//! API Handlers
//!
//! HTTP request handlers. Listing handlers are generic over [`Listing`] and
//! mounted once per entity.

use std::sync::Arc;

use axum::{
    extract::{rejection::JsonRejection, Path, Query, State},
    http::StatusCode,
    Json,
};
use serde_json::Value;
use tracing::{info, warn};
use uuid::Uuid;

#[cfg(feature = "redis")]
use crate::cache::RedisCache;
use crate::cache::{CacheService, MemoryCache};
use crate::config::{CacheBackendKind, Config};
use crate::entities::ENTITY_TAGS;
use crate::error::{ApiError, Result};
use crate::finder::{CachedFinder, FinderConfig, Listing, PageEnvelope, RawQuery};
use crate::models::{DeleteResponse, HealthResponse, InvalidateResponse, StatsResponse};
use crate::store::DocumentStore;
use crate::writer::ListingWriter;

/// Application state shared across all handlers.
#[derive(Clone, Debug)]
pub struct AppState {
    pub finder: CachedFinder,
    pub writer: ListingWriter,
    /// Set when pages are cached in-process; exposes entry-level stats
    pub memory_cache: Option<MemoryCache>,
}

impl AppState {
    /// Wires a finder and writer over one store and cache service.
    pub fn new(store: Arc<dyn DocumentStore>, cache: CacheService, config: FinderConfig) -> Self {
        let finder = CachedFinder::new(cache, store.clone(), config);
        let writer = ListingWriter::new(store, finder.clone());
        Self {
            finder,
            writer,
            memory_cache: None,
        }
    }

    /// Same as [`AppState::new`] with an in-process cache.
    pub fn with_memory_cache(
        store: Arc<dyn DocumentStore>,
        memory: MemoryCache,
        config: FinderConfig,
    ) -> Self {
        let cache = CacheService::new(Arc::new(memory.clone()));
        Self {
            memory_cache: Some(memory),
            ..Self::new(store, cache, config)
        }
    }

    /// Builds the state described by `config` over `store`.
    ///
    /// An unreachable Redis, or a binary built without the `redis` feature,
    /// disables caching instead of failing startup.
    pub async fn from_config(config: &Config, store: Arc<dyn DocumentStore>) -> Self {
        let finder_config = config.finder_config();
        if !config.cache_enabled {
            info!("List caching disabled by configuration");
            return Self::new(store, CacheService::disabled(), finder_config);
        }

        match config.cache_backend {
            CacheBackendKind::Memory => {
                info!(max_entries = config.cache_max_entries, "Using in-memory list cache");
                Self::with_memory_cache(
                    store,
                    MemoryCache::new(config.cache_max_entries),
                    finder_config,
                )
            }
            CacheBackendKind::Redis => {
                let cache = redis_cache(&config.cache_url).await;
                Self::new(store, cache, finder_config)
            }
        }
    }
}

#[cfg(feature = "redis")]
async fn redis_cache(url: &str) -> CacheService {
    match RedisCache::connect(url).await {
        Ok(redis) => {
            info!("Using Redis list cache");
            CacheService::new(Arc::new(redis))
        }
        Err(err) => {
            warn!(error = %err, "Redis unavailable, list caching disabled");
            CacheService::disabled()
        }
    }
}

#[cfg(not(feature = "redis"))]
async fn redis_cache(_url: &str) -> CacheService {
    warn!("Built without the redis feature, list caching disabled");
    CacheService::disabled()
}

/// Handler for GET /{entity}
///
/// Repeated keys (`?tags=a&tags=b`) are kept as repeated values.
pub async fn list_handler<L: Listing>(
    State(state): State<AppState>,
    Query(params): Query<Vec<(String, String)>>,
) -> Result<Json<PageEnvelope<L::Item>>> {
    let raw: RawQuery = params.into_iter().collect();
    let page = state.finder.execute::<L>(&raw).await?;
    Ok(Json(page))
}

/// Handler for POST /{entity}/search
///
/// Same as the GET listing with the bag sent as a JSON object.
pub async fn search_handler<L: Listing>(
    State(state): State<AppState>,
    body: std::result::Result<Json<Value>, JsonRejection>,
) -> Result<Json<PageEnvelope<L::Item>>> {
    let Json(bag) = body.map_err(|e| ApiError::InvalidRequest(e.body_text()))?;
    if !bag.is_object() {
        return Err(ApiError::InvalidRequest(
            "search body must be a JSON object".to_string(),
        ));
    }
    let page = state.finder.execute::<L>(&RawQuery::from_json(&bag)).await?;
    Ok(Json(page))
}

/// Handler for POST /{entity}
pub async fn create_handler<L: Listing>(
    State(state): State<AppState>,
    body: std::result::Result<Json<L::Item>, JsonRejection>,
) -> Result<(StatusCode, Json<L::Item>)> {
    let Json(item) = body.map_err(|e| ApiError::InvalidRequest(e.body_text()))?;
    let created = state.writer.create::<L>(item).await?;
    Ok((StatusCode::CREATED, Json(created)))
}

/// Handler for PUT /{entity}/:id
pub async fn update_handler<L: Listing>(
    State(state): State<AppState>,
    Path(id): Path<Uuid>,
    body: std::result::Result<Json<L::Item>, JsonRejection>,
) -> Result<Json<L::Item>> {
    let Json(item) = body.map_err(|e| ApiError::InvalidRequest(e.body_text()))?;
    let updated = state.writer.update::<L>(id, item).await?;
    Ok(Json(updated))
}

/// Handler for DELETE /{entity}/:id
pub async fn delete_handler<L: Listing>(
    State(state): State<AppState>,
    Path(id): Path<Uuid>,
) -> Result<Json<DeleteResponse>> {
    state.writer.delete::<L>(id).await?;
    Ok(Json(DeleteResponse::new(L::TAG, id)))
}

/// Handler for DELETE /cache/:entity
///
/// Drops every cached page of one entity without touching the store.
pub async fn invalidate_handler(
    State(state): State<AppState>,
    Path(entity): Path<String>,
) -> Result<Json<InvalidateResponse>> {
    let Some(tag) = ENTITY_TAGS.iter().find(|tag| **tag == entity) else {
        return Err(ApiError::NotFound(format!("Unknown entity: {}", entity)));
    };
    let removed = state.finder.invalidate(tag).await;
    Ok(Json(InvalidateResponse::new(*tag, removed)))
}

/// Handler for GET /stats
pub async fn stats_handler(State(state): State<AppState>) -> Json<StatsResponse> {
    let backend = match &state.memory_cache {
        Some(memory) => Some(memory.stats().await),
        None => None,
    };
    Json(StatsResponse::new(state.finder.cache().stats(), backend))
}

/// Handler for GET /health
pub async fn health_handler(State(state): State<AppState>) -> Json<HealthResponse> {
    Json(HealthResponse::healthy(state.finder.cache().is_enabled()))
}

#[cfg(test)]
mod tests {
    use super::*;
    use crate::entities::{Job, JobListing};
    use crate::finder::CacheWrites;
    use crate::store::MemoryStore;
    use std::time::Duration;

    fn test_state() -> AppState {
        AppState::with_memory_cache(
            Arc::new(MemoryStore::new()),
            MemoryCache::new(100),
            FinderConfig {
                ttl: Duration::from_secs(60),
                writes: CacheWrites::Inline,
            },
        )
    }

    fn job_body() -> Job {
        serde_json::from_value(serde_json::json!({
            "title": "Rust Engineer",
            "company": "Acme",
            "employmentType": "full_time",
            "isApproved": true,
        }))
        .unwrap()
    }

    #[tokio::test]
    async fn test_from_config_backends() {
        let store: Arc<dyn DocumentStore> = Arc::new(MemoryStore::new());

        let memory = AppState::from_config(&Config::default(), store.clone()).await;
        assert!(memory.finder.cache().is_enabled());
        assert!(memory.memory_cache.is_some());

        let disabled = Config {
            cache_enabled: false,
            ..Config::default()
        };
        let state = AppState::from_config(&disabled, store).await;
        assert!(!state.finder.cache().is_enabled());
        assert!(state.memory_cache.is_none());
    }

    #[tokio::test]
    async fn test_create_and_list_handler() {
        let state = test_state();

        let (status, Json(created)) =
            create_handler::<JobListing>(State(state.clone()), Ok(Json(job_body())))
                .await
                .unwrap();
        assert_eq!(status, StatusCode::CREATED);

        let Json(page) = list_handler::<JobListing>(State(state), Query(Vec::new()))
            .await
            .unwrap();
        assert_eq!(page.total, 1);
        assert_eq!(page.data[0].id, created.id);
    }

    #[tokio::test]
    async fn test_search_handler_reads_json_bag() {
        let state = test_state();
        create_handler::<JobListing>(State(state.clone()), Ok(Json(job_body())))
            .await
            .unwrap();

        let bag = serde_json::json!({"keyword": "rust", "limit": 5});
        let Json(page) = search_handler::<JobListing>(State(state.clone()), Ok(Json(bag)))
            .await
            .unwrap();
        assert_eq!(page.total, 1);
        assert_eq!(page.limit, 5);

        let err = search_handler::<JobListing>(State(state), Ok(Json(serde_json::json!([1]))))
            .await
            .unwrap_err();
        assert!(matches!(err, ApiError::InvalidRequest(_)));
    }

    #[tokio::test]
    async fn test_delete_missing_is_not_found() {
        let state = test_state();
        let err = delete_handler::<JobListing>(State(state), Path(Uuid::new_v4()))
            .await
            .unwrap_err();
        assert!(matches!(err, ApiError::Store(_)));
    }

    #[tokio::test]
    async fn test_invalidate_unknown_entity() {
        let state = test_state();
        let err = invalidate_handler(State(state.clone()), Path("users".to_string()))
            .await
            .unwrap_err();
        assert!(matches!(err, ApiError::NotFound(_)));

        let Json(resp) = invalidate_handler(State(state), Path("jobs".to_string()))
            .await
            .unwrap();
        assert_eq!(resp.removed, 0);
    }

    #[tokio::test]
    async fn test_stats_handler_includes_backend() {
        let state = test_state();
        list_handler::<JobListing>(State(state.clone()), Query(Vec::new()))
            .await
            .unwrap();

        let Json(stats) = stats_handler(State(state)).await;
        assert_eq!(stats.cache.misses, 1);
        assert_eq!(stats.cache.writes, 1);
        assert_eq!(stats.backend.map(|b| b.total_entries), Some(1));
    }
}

Task description: After locating the line that contains "use serde_json::Value;", please copy exactly every line from the start of the records through it, and nothing else.

Written answer:
//! API Handlers
//!
//! HTTP request handlers. Listing handlers are generic over [`Listing`] and
//! mounted once per entity.

use std::sync::Arc;

use axum::{
    extract::{rejection::JsonRejection, Path, Query, State},
    http::StatusCode,
    Json,
};
use serde_json::Value;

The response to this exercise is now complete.